Er kommt zu dem Schluss, dass vieles von Anfang an falsch gelaufen ist und die Pleite eigentlich unnötig gewesen sei. Selbst bei der Liquidierung des Unternehmens habe der Insolvenzverwalter seine Arbeit nicht korrekt gemacht, meint Stelter. Er würde gerne dessen Schlussabrechnung lesen. Darin müsse sich zeigen, ob die von den Banken frühzeitig bezweifelte Werthaltigkeit der Forderungen zu keinen Einnahmen geführt hat. Ein Urteil, das erst im vergangenen Frühjahr gefällt wurde, gibt der Kaufmann ein Beispiel, hatte einer Forderung gegen die Stadt Northeim Recht gegeben.

Für Stelter ist das entscheidend, weil er mittlerweile als einziger für die Steuerschulden und Forderungen von Gläubigern herangezogen wird. Damals hatte er aus seinem Privatvermögen 100 000 Euro in die Firma gegeben, um sie zu retten. So war er Minderheitsgesellschafter geworden.

Immer noch keine Schlussrechnung des Insolvenzverwalters

„Da müssen Forderungen verwirklicht worden sein“, ist Stelter fest überzeugt. Er selbst habe jahrelang daran mitgewirkt, die Rechnungen in klingende Münze umzusetzen. Aber die Schlussrechnung des Insolvenzverwalters liege auch Jahre nach Abschluss des Verfahrens noch nicht vor.
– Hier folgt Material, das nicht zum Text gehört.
//! Amount - Non-negative decimal wrapper for monetary values
//!
//! Every premium, fee, payout and balance in Surety is an `Amount`.
//! Values are whole currency units with at most [`AMOUNT_SCALE`] fractional
//! digits; the last digit is the smallest unit the system can move.

use rust_decimal::{Decimal, RoundingStrategy};
use serde::{Deserialize, Serialize};
use std::fmt;
use thiserror::Error;

/// Fractional digits carried by an amount (1 unit = 10^18 smallest units)
pub const AMOUNT_SCALE: u32 = 18;

/// Errors that can occur when working with amounts
#[derive(Error, Debug, Clone, PartialEq, Eq)]
pub enum AmountError {
    #[error("Amount cannot be negative: {0}")]
    NegativeAmount(Decimal),

    #[error("Amount {value} has more than {max_scale} fractional digits")]
    TooPrecise { value: Decimal, max_scale: u32 },
}

/// A non-negative decimal amount.
///
/// # Invariant
/// The inner value is always >= 0 and carries at most [`AMOUNT_SCALE`]
/// fractional digits. Both are enforced by the constructor.
///
/// # Example
/// ```
/// use surety_core::Amount;
/// use rust_decimal::Decimal;
///
/// let premium = Amount::new(Decimal::new(5, 1)).unwrap(); // 0.5
/// let payout = premium.mul_ratio_floor(3, 2).unwrap();
/// assert_eq!(payout.value(), Decimal::new(75, 2));
///
/// assert!(Amount::new(Decimal::new(-1, 0)).is_err());
/// ```
#[derive(Debug, Clone, Copy, PartialEq, Eq, PartialOrd, Ord, Hash, Serialize, Deserialize)]
#[serde(try_from = "Decimal", into = "Decimal")]
pub struct Amount(Decimal);

impl Amount {
    /// Zero amount constant
    pub const ZERO: Self = Self(Decimal::ZERO);

    /// Create a new Amount from a Decimal.
    pub fn new(value: Decimal) -> Result<Self, AmountError> {
        if value < Decimal::ZERO {
            return Err(AmountError::NegativeAmount(value));
        }
        if value.normalize().scale() > AMOUNT_SCALE {
            return Err(AmountError::TooPrecise {
                value,
                max_scale: AMOUNT_SCALE,
            });
        }
        Ok(Self(value))
    }

    /// Whole currency units
    pub fn units(units: u64) -> Self {
        Self(Decimal::from(units))
    }

    /// Amount from a count of smallest units (10^-18)
    pub fn from_smallest_units(count: u64) -> Self {
        Self(Decimal::from_i128_with_scale(i128::from(count), AMOUNT_SCALE))
    }

    #[inline]
    pub const fn value(&self) -> Decimal {
        self.0
    }

    #[inline]
    pub fn is_zero(&self) -> bool {
        self.0.is_zero()
    }

    /// Checked addition - returns None on overflow
    pub fn checked_add(&self, other: &Amount) -> Option<Amount> {
        self.0.checked_add(other.0).map(Amount)
    }

    /// Checked subtraction - returns None if result would be negative
    pub fn checked_sub(&self, other: &Amount) -> Option<Amount> {
        let result = self.0.checked_sub(other.0)?;
        if result < Decimal::ZERO {
            None
        } else {
            Some(Amount(result))
        }
    }

    /// Multiply by `numerator / denominator`, rounding toward zero at the
    /// smallest unit. Returns None on overflow or a zero denominator.
    pub fn mul_ratio_floor(&self, numerator: u32, denominator: u32) -> Option<Amount> {
        if denominator == 0 {
            return None;
        }
        let scaled = self
            .0
            .checked_mul(Decimal::from(numerator))?
            .checked_div(Decimal::from(denominator))?;
        Some(Amount(
            scaled.round_dp_with_strategy(AMOUNT_SCALE, RoundingStrategy::ToZero),
        ))
    }
}

impl fmt::Display for Amount {
    fn fmt(&self, f: &mut fmt::Formatter<'_>) -> fmt::Result {
        write!(f, "{}", self.0.normalize())
    }
}

impl TryFrom<Decimal> for Amount {
    type Error = AmountError;

    fn try_from(value: Decimal) -> Result<Self, Self::Error> {
        Self::new(value)
    }
}

impl From<Amount> for Decimal {
    fn from(amount: Amount) -> Self {
        amount.0
    }
}

impl Default for Amount {
    fn default() -> Self {
        Self::ZERO
    }
}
Ein Versäumnis, das für den Bruchhauser Kaufmann gerade jetzt, da ihm selber das Wasser bis zum Hals steht, besonders ärgerlich ist.

Mit einer positiven Entscheidung des Petitionsausschusses, so war seine Hoffnung gewesen, hätte einiges wieder ins Lot kommen und er zumindest sein Elternhaus noch retten können. Aber auch dieser Strohhalm brachte keine Rettung. Mitte Oktober teilte der Petitionsausschuss des Landtages mit: „Der Landtag sieht keine Möglichkeit, sich für das Anliegen des Einsenders zu verwenden, soweit gerichtliche Entscheidungen beanstandet werden, die aus verfassungsrechtlichen Gründen einer Überprüfung durch das Parlament entzogen sind. Hinsichtlich der Dauer des Insolvenzverfahrens, der Rechtsstellung des Insolvenzverwalters im Insolvenzverfahren und der Überprüfung der Schlussabrechnung des Insolvenzverwalters, wird die Eingabe der Landesregierung als Material überwiesen.“

Sieben Aktenordner für den Petitionsausschuss

Seine sieben Aktenordner konnte Stelter wieder abholen, er vermutet ungelesen. Nach diesem weiteren Rückschlag brauchte nicht nur Gerhard Stelter etwas Zeit um sich zu überlegen, wie es weitergehen soll. Auch seine Anwälte haben die Möglichkeiten geprüft. Das Ergebnis, der Plan Gegendarstellung, lag dann kurz vor dem Jahreswechsel vor.